=== Dataset items ===
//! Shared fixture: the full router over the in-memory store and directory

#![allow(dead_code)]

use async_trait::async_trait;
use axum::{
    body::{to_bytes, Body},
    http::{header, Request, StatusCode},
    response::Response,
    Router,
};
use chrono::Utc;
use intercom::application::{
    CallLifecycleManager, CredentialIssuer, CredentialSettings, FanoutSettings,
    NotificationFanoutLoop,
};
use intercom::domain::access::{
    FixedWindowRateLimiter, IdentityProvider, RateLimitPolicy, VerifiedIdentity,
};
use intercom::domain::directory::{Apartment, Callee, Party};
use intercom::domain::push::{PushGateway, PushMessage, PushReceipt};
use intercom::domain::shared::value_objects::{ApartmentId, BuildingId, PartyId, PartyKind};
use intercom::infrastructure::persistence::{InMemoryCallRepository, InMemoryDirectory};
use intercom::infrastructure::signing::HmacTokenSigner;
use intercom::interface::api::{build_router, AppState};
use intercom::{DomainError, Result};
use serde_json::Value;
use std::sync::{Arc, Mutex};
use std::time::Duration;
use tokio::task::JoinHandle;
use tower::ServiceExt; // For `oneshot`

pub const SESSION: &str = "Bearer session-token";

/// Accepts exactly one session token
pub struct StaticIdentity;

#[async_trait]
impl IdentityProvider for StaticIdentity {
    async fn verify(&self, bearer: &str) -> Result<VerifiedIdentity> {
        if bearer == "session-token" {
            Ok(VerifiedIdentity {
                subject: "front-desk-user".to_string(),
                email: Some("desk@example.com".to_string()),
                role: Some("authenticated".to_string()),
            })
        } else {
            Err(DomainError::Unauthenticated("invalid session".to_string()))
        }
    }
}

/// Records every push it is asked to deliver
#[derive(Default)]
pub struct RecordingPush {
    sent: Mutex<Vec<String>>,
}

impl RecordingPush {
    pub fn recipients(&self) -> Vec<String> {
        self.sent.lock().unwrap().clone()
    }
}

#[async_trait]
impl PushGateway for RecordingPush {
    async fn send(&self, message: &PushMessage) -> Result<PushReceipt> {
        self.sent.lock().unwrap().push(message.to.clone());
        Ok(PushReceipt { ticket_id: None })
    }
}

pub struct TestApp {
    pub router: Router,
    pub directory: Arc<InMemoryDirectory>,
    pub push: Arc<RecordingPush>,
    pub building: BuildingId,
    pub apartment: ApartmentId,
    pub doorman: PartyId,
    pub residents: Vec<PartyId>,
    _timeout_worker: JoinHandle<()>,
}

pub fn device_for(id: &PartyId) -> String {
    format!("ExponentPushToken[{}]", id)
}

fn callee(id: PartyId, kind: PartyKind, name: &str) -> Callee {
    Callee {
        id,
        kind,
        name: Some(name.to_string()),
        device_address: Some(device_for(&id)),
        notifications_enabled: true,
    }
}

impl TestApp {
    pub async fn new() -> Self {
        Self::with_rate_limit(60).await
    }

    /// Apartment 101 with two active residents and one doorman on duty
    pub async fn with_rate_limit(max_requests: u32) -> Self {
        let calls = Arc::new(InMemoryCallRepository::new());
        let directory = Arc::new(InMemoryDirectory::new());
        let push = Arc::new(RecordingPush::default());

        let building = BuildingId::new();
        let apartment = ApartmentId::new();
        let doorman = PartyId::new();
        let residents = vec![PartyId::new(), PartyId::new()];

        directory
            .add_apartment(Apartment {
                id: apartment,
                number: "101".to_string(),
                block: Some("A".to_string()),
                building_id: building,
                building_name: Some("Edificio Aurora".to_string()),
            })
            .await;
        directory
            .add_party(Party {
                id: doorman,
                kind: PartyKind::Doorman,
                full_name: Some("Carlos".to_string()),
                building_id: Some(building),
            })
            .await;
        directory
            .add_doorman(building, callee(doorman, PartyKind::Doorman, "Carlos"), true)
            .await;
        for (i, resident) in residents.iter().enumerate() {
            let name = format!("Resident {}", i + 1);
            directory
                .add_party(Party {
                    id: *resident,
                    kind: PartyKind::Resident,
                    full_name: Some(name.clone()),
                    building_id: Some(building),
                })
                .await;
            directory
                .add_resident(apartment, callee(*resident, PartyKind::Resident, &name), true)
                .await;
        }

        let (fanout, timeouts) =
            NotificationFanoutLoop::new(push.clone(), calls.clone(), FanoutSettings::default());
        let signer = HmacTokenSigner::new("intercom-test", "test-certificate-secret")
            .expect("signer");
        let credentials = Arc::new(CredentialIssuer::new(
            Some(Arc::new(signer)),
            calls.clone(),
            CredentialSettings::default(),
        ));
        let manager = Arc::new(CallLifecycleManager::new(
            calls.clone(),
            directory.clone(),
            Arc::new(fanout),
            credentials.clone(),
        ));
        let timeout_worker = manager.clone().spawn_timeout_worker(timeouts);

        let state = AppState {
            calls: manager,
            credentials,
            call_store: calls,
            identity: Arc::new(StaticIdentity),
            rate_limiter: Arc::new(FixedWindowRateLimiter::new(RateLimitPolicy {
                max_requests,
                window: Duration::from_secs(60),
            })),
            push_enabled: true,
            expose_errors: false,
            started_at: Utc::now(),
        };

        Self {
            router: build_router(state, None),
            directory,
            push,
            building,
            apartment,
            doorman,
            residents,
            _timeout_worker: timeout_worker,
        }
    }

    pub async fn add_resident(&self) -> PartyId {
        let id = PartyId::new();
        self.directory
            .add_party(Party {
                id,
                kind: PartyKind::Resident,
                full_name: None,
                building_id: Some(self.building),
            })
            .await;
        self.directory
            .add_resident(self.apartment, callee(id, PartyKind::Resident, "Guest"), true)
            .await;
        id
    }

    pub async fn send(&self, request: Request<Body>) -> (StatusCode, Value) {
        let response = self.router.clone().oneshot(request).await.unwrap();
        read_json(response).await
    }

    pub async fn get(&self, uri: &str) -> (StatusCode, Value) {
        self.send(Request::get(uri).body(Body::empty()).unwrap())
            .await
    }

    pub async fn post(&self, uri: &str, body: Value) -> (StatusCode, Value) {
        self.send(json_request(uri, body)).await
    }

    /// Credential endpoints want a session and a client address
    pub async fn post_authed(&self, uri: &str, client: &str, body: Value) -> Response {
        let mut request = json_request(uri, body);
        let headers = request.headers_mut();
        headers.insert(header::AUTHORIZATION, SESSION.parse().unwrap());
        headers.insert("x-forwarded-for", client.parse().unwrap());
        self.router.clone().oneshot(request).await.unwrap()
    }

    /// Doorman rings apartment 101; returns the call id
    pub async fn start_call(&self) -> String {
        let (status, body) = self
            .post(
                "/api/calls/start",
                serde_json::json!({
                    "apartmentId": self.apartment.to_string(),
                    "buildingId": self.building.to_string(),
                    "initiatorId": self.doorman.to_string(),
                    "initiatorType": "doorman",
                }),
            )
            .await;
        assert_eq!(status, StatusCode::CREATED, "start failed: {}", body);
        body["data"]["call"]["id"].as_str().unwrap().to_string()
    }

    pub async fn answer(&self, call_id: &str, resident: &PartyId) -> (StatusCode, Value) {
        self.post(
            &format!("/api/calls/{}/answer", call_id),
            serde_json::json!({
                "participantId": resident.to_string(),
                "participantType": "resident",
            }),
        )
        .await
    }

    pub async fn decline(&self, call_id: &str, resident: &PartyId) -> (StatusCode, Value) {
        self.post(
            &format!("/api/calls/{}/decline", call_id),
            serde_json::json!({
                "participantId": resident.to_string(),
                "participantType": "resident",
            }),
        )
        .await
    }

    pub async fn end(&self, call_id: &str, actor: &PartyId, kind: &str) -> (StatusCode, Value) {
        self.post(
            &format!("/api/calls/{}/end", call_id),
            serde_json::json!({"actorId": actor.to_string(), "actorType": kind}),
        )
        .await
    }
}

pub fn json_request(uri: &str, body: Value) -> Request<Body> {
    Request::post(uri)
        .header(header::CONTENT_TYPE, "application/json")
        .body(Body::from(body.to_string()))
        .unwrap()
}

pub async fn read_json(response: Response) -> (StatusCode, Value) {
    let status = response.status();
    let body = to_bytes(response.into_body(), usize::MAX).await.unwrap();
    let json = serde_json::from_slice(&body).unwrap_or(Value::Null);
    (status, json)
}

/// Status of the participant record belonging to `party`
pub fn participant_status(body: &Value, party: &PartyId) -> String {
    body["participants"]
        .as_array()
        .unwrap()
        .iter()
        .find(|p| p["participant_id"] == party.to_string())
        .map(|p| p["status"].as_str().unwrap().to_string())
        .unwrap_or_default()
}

=== TASK BRIEF ===
Your answer should consist of the lines above that hold the word "InMemoryCallRepository".

=== TASK SOLUTION ===
use intercom::infrastructure::persistence::{InMemoryCallRepository, InMemoryDirectory};
        let calls = Arc::new(InMemoryCallRepository::new());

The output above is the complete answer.